▸ **Task to carry out**:
The answer should be each line of the records that contains the word "ReadError"; please copy them all.

_ _ _ _ _ _ _

pub mod capture;
pub mod check;
pub mod search;

pub use capture::{Capture, apply_capture};
pub use check::{CheckError, CheckResult, CheckWarning, check_document};
pub use search::{filter, matches_query};
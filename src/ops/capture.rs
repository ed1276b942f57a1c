use crate::model::task::{Point, Rect, TaskModel};

/// A value produced by one of the modal capture dialogs. A cancelled
/// dialog produces no capture at all.
#[derive(Debug, Clone, PartialEq)]
pub enum Capture {
    /// Recognition region, accumulates into `roi`
    Region(Rect),
    /// Action target, overwrites `target`
    Target(Rect),
    /// Template image path, accumulates into `template`
    Template(String),
    /// Swipe gesture endpoints, overwrite `begin` and `end` together
    Swipe { begin: Point, end: Point },
    /// Color extraction bounds, overwrite `upper` and `lower` together
    ColorRange { upper: Vec<i32>, lower: Vec<i32> },
    /// Recognized text, accumulates into `expected`
    Text(String),
}

/// Feed one capture result into a task.
///
/// `roi`, `template`, and `expected` follow the set-or-append rule: an
/// empty field takes the value as its single entry, a populated field
/// grows into a list. The point and range fields are last-write-wins.
/// Blank strings are dropped rather than stored as empty entries.
pub fn apply_capture(task: &mut TaskModel, capture: Capture) {
    match capture {
        Capture::Region(rect) => task.roi.push(rect),
        Capture::Target(rect) => task.target = Some(rect),
        Capture::Template(path) => {
            if !path.trim().is_empty() {
                task.template.push(path);
            }
        }
        Capture::Swipe { begin, end } => {
            task.begin = Some(begin);
            task.end = Some(end);
        }
        Capture::ColorRange { upper, lower } => {
            task.upper = Some(upper);
            task.lower = Some(lower);
        }
        Capture::Text(text) => {
            if !text.trim().is_empty() {
                task.expected.push(text);
            }
        }
    }
}

// ---------------------------------------------------------------------------
// Tests
// ---------------------------------------------------------------------------
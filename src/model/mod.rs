pub mod task;
pub mod document;
pub mod config;

pub use task::*;
pub use document::*;
pub use config::*;
use std::fs;
use std::io::{self, Write};
use std::path::{Path, PathBuf};

use indexmap::IndexMap;
use tempfile::NamedTempFile;

use crate::codec::pipeline::{self, CodecError};
use crate::model::document::{DocumentError, PipelineDocument};
use crate::model::task::TaskModel;

/// Error type for pipeline file I/O
#[derive(Debug, thiserror::Error)]
pub enum PipelineIoError {
    #[error("could not read {path}: {source}")]
    ReadError {
        path: PathBuf,
        source: std::io::Error,
    },
    #[error("could not write {path}: {source}")]
    WriteError {
        path: PathBuf,
        source: std::io::Error,
    },
    #[error("codec error: {0}")]
    Codec(#[from] CodecError),
    #[error("document error: {0}")]
    Document(#[from] DocumentError),
}

/// Read a pipeline file into its mapping form, preserving task order
pub fn load_pipeline(path: &Path) -> Result<IndexMap<String, TaskModel>, PipelineIoError> {
    let text = fs::read_to_string(path).map_err(|e| PipelineIoError::ReadError {
        path: path.to_path_buf(),
        source: e,
    })?;
    Ok(pipeline::from_json(&text)?)
}

/// Export the document and write it to `path`.
///
/// Export is all-or-nothing: a duplicate name aborts before anything
/// touches disk, and the write itself goes through a temp file + rename
/// so a failure never truncates the previous file.
pub fn save_pipeline(
    path: &Path,
    document: &PipelineDocument,
    compact: bool,
) -> Result<(), PipelineIoError> {
    let mapping = document.export()?;
    let json = if compact {
        pipeline::to_json_compact(&mapping)?
    } else {
        pipeline::to_json(&mapping)?
    };
    atomic_write(path, json.as_bytes()).map_err(|e| PipelineIoError::WriteError {
        path: path.to_path_buf(),
        source: e,
    })?;
    Ok(())
}

/// Write `content` to `path` atomically using a temp file + rename
fn atomic_write(path: &Path, content: &[u8]) -> io::Result<()> {
    let dir = path.parent().unwrap_or(Path::new("."));
    let mut tmp = NamedTempFile::new_in(dir)?;
    tmp.write_all(content)?;
    tmp.flush()?;
    tmp.persist(path).map_err(|e| e.error)?;
    Ok(())
}

#[cfg(test)]
mod tests {
    use super::*;
    use tempfile::TempDir;

    fn sample_json() -> &'static str {
        r#"{
  "StartBattle": {
    "recognition": "TemplateMatch",
    "action": "Click",
    "next": [
      "CollectReward"
    ]
  },
  "CollectReward": {
    "action": "Click",
    "timeout": 20000
  }
}"#
    }

    #[test]
    fn test_load_preserves_order_and_extras() {
        let tmp = TempDir::new().unwrap();
        let path = tmp.path().join("pipeline.json");
        fs::write(&path, sample_json()).unwrap();

        let mapping = load_pipeline(&path).unwrap();
        let names: Vec<&String> = mapping.keys().collect();
        assert_eq!(names, vec!["StartBattle", "CollectReward"]);
        assert_eq!(
            mapping["CollectReward"].extra["timeout"],
            serde_json::json!(20000)
        );
    }

    #[test]
    fn test_load_missing_file_is_read_error() {
        let tmp = TempDir::new().unwrap();
        let result = load_pipeline(&tmp.path().join("absent.json"));
        assert!(matches!(result, Err(PipelineIoError::ReadError { .. })));
    }

    #[test]
    fn test_load_malformed_file_is_codec_error() {
        let tmp = TempDir::new().unwrap();
        let path = tmp.path().join("bad.json");
        fs::write(&path, "not json at all").unwrap();
        assert!(matches!(
            load_pipeline(&path),
            Err(PipelineIoError::Codec(_))
        ));
    }

    #[test]
    fn test_save_load_round_trip() {
        let tmp = TempDir::new().unwrap();
        let path = tmp.path().join("pipeline.json");
        fs::write(&path, sample_json()).unwrap();

        let mut document = PipelineDocument::new();
        document.load(load_pipeline(&path).unwrap());

        let out = tmp.path().join("saved.json");
        save_pipeline(&out, &document, false).unwrap();

        let reloaded = load_pipeline(&out).unwrap();
        let mut reloaded_doc = PipelineDocument::new();
        reloaded_doc.load(reloaded);
        assert_eq!(reloaded_doc, document);
    }

    #[test]
    fn test_stale_inner_name_is_dropped_on_save() {
        let tmp = TempDir::new().unwrap();
        let path = tmp.path().join("pipeline.json");
        fs::write(
            &path,
            r#"{
  "StartBattle": {
    "timeout": 20000,
    "name": "Impostor",
    "action": "Click"
  }
}"#,
        )
        .unwrap();

        let mut document = PipelineDocument::new();
        document.load(load_pipeline(&path).unwrap());
        assert_eq!(document.get(0).unwrap().name, "StartBattle");

        // The stray inner name is gone; the other foreign field survives
        let out = tmp.path().join("saved.json");
        save_pipeline(&out, &document, false).unwrap();
        assert_eq!(
            fs::read_to_string(&out).unwrap(),
            r#"{
  "StartBattle": {
    "action": "Click",
    "timeout": 20000
  }
}"#
        );
    }

    #[test]
    fn test_save_compact_is_single_line() {
        let tmp = TempDir::new().unwrap();
        let mut document = PipelineDocument::new();
        document.push(TaskModel::named("Start"));

        let path = tmp.path().join("compact.json");
        save_pipeline(&path, &document, true).unwrap();
        let text = fs::read_to_string(&path).unwrap();
        assert_eq!(text, r#"{"Start":{}}"#);
    }

    #[test]
    fn test_save_duplicate_names_leaves_file_untouched() {
        let tmp = TempDir::new().unwrap();
        let path = tmp.path().join("pipeline.json");
        fs::write(&path, sample_json()).unwrap();

        let mut document = PipelineDocument::new();
        document.push(TaskModel::named("Twice"));
        document.push(TaskModel::named("Twice"));

        let result = save_pipeline(&path, &document, false);
        assert!(matches!(
            result,
            Err(PipelineIoError::Document(DocumentError::DuplicateName { .. }))
        ));
        // The existing file did not change
        assert_eq!(fs::read_to_string(&path).unwrap(), sample_json());
    }

    #[test]
    fn test_save_overwrites_atomically() {
        let tmp = TempDir::new().unwrap();
        let path = tmp.path().join("pipeline.json");
        fs::write(&path, "{}").unwrap();

        let mut document = PipelineDocument::new();
        document.push(TaskModel::named("Start"));
        save_pipeline(&path, &document, false).unwrap();

        let mapping = load_pipeline(&path).unwrap();
        assert!(mapping.contains_key("Start"));
        // No temp file debris in the directory
        let entries: Vec<_> = fs::read_dir(tmp.path()).unwrap().collect();
        assert_eq!(entries.len(), 1);
    }
}
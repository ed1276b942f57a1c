//! Editing core for visual automation pipeline editors.
//!
//! A pipeline file is a JSON mapping of task names to task objects: each
//! task names a recognition step, an action, and the tasks to try next.
//! This crate holds everything such an editor needs short of a UI: the
//! ordered [`model::PipelineDocument`] and its [`model::TaskModel`]
//! entries, lossless JSON conversion in [`codec`], an undo/redo
//! [`session::EditSession`] with clipboard cut/copy/paste, capture-field
//! accumulation and validation in [`ops`], and file round-tripping in
//! [`io`].
//!
//! ```
//! use pipewright::session::EditSession;
//!
//! let mut session = EditSession::new();
//! session.load_document(pipewright::codec::from_json(
//!     r#"{"Start": {"action": "Click", "next": ["Collect"]}}"#,
//! )?);
//!
//! // Duplicate the task via the clipboard payload, then rename the copy.
//! session.select(0)?;
//! let payload = session.copy_selected()?;
//! session.paste_below(0, Some(payload.as_str()))?;
//! session.select(1)?;
//! session.rename_selected("Start2")?;
//!
//! let json = pipewright::codec::to_json(&session.document().export()?)?;
//! assert!(json.contains("Start2"));
//! # Ok::<(), Box<dyn std::error::Error>>(())
//! ```

pub mod codec;
pub mod io;
pub mod model;
pub mod ops;
pub mod session;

_ _ _ _ _ _ _

▸ **Finished task**:
    ReadError {
    let text = fs::read_to_string(path).map_err(|e| PipelineIoError::ReadError {
        assert!(matches!(result, Err(PipelineIoError::ReadError { .. })));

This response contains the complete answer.